Last month Amazon axed 100 jobs at its Devices & Services unit, the group overseeing development of such diverse products as Echo speakers, Alexa voice assistant and Zoox self-driving cars.

Amazon more recently has been conducting small cuts to various groups in recent months, including its Wondery podcast, stores and communications units, Reuters noted.

But the bulk of the job losses came in 2023 and 2024.

At the start of 2023 Amazon began culling its principle workforce, and in a series of redundancies, axed more than 27,000 jobs in total.

Then in November 2023 Amazon cut “several hundred” jobs at its Alexa voice assistant division.

In January 2024, Amazon-owned game streaming service Twitch said it was cutting as many as 500 staff, or approximately 35 percent of the workforce, on top of two rounds of layoffs at the unit back in 2023.

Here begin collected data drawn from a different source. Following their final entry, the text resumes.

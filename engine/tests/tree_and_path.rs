use engine::{GameState, Move, Nag, Path, PositionTree, Square, TreeError};

fn mv(text: &str) -> Move {
    text.parse().expect("valid move text")
}

/// root -> e4 -> e5 -> Nf3
///      \-> d4 -> d5
fn sample_tree() -> PositionTree {
    let state = GameState::starting();
    let mut tree = PositionTree::new(state);
    let root = tree.root();
    let e4 = tree.add_variation(root, mv("e2e4"), state, "1.e4").unwrap();
    let e5 = tree.add_variation(e4, mv("e7e5"), state, "e5").unwrap();
    tree.add_variation(e5, mv("g1f3"), state, "2.Nf3").unwrap();
    let d4 = tree.add_variation(root, mv("d2d4"), state, "1.d4").unwrap();
    tree.add_variation(d4, mv("d7d5"), state, "d5").unwrap();
    tree
}

#[test]
fn first_variation_is_the_main_line() {
    let tree = sample_tree();
    let root = tree.root();
    assert!(tree[root].is_root());
    assert_eq!(tree[root].to_string(), "start position");
    assert_eq!(tree.node_count(), 6);
    assert_eq!(tree.next_moves(root).unwrap(), vec![mv("e2e4"), mv("d2d4")]);

    let main: Vec<&str> = tree
        .main_line()
        .into_iter()
        .skip(1)
        .filter_map(|id| tree[id].description())
        .collect();
    assert_eq!(main, vec!["1.e4", "e5", "2.Nf3"]);
    assert_eq!(tree.ply(tree.end_of_main_line()).unwrap(), 3);

    let d4 = tree.variation(root, &mv("d2d4")).unwrap().unwrap();
    assert!(!tree.is_main_line(d4).unwrap());
    assert_eq!(tree.variation(root, &mv("c2c4")).unwrap(), None);
    assert_eq!(tree.descendants_at(root, 2).unwrap().len(), 2);
}

#[test]
fn promote_and_demote_swap_neighbours() {
    let mut tree = sample_tree();
    let root = tree.root();
    let e4 = tree.variation(root, &mv("e2e4")).unwrap().unwrap();
    let d4 = tree.variation(root, &mv("d2d4")).unwrap().unwrap();

    assert!(!tree.promote_variation(root, e4).unwrap());
    assert!(tree.promote_variation(root, d4).unwrap());
    assert_eq!(tree[root].main_line_child(), Some(d4));
    assert!(tree.is_main_line(d4).unwrap());
    assert_eq!(tree.ply(tree.end_of_main_line()).unwrap(), 2);

    assert!(tree.demote_variation(root, d4).unwrap());
    assert!(!tree.demote_variation(root, d4).unwrap());
    assert_eq!(tree[root].main_line_child(), Some(e4));
}

#[test]
fn deleted_ids_go_stale() {
    let mut tree = sample_tree();
    let root = tree.root();
    let e4 = tree.variation(root, &mv("e2e4")).unwrap().unwrap();
    let e5 = tree.variation(e4, &mv("e7e5")).unwrap().unwrap();

    assert!(tree.delete_variation(root, e4).unwrap());
    assert!(!tree.delete_variation(root, e4).unwrap());
    assert_eq!(tree.node_count(), 3);
    assert_eq!(tree.node(e5).unwrap_err(), TreeError::Detached(e5));
    assert!(!tree.contains(e4));

    // freed slots are reused under a new generation
    let slots = tree.capacity();
    let c4 = tree
        .add_variation(root, mv("c2c4"), GameState::starting(), "1.c4")
        .unwrap();
    assert_eq!(tree.capacity(), slots);
    assert_ne!(c4, e4);
    assert_ne!(c4, e5);
    assert!(!tree.contains(e4));
    assert!(!tree.contains(e5));
    assert_eq!(tree.node(e5).unwrap_err(), TreeError::Detached(e5));
    assert_eq!(tree.clear_variations(root).unwrap(), 2);
    assert_eq!(tree.node_count(), 1);
}

#[test]
fn arena_stays_flat_over_add_and_delete_cycles() {
    let mut tree = PositionTree::new(GameState::starting());
    let root = tree.root();
    let first = tree
        .add_variation(root, mv("e2e4"), GameState::starting(), "1.e4")
        .unwrap();
    assert!(tree.delete_variation(root, first).unwrap());
    let slots = tree.capacity();

    let mut previous = first;
    for _ in 0..1000 {
        let id = tree
            .add_variation(root, mv("e2e4"), GameState::starting(), "1.e4")
            .unwrap();
        assert_ne!(id, previous);
        assert!(!tree.contains(previous));
        assert!(tree.delete_variation(root, id).unwrap());
        previous = id;
    }
    assert_eq!(tree.capacity(), slots);
    assert_eq!(tree.node_count(), 1);
}

#[test]
fn ids_are_bound_to_their_tree() {
    let first = sample_tree();
    let second = sample_tree();
    assert_ne!(first.id(), second.id());
    assert_ne!(first.root(), second.root());
    assert_eq!(
        second.node(first.root()).unwrap_err(),
        TreeError::ForeignNode(first.root())
    );
}

#[test]
#[should_panic(expected = "no longer part of the tree")]
fn indexing_a_deleted_node_panics() {
    let mut tree = sample_tree();
    let root = tree.root();
    let d4 = tree.variation(root, &mv("d2d4")).unwrap().unwrap();
    tree.delete_variation(root, d4).unwrap();
    let _ = &tree[d4];
}

#[test]
fn comments_and_glyphs() {
    let mut tree = sample_tree();
    let id = tree.end_of_main_line();
    tree.set_comment(id, "Main").unwrap();
    tree.append_comment(id, "line here").unwrap();
    assert_eq!(tree[id].comment(), Some("Main line here"));
    assert!(tree.delete_word(id).unwrap());
    assert_eq!(tree[id].comment(), Some("Main line"));
    tree.delete_word(id).unwrap();
    tree.delete_word(id).unwrap();
    assert_eq!(tree[id].comment(), None);
    assert!(!tree.delete_word(id).unwrap());

    assert!(tree.add_nag(id, Nag::Good).unwrap());
    assert!(!tree.add_nag(id, Nag::Good).unwrap());
    assert!(tree.add_nag(id, Nag::SlightAdvantageWhite).unwrap());
    assert_eq!(tree[id].nags().len(), 2);
    assert!(tree.remove_nag(id, Nag::Good).unwrap());
    assert!(!tree.remove_nag(id, Nag::Good).unwrap());
}

#[test]
fn visibility_flags() {
    let mut tree = sample_tree();
    let root = tree.root();
    tree.set_show_line(root, false).unwrap();
    assert!(tree[root].show_line());

    tree.collapse_subtree(root).unwrap();
    for id in tree.main_line() {
        assert!(!tree[id].show_variations());
    }
    let e4 = tree.variation(root, &mv("e2e4")).unwrap().unwrap();
    tree.set_show_line(e4, false).unwrap();
    assert!(!tree[e4].show_line());
}

#[test]
fn path_resolves_and_detects_divergence() {
    let mut tree = sample_tree();
    let root = tree.root();
    let end = tree.end_of_main_line();
    let path = Path::between(&tree, root, end).unwrap();
    assert_eq!(path.moves(), &[mv("e2e4"), mv("e7e5"), mv("g1f3")][..]);
    assert_eq!(path.resolve(&tree).unwrap(), end);
    assert_eq!(path.walk(&tree).count(), 4);
    assert_eq!(
        path.to_string(),
        format!("{root}-[e2-e4, e7-e5, g1-f3]")
    );

    let e4 = tree.variation(root, &mv("e2e4")).unwrap().unwrap();
    let e5 = tree.variation(e4, &mv("e7e5")).unwrap().unwrap();
    tree.delete_variation(e4, e5).unwrap();
    let steps: Vec<_> = path.walk(&tree).collect();
    assert_eq!(steps.len(), 3);
    assert_eq!(
        steps[2],
        Err(TreeError::Diverged {
            parent: e4,
            mv: Move::new(Square::E7, Square::E5)
        })
    );
    assert!(path.resolve(&tree).is_err());
}

#[test]
fn path_between_unrelated_nodes_fails() {
    let tree = sample_tree();
    let root = tree.root();
    let e4 = tree.variation(root, &mv("e2e4")).unwrap().unwrap();
    let d4 = tree.variation(root, &mv("d2d4")).unwrap().unwrap();
    assert_eq!(
        Path::between(&tree, e4, d4).unwrap_err(),
        TreeError::NotAncestor { ancestor: e4, node: d4 }
    );
    let empty = Path::between(&tree, d4, d4).unwrap();
    assert!(empty.moves().is_empty());
    assert_eq!(empty.resolve(&tree).unwrap(), d4);
}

Shortly after that it emerged that Amazon was also laying off several hundred employees in its streaming (Prime Video) and studio operations (Amazon MGM Studios), as well as 5 percent of its workforce of Audible (Amazon’s audiobook and podcast division).

Amazon also said in 2024 that it was cutting 5 percent of staff at its ‘Buy with Prime’ unit.

In February 2024 Amazon also confirmed it was cutting “a few hundred roles” at its health focused units, namely the One Medical and Pharmacy divisions. It came after a small number of staff had been let go at Amazon’s Pharmacy unit in July 2023.